-- INPUT DATA follows --

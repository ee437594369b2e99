use axum::Json;

pub async fn health() -> Json<serde_json::Value> {
    Json(serde_json::json!({
        "status": "ok",
        "service": env!("CARGO_PKG_NAME"),
    }))
}

pub async fn ready() -> Json<serde_json::Value> {
    Json(serde_json::json!({"status": "ready"}))
}
use axum::extract::State;
use axum::Json;
use serde::Serialize;
use std::collections::BTreeMap;

use super::AppState;
use crate::engine::daily_pl;
use crate::error::AppError;

#[derive(Debug, Serialize)]
#[serde(rename_all = "camelCase")]
pub struct CalendarResponse {
    /// Realized P&L in yen per calendar day, keyed `YYYY-MM-DD`, ascending.
    pub daily_pl: BTreeMap<String, f64>,
}

pub async fn get_calendar(
    State(state): State<AppState>,
) -> Result<Json<CalendarResponse>, AppError> {
    let trades = state.repo.list_trades().await?;
    Ok(Json(CalendarResponse {
        daily_pl: daily_pl(&trades),
    }))
}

-- INPUT DATA concluded --

From the entries above, collect every line with the string "AppState" in it.

use super::AppState;
    State(state): State<AppState>,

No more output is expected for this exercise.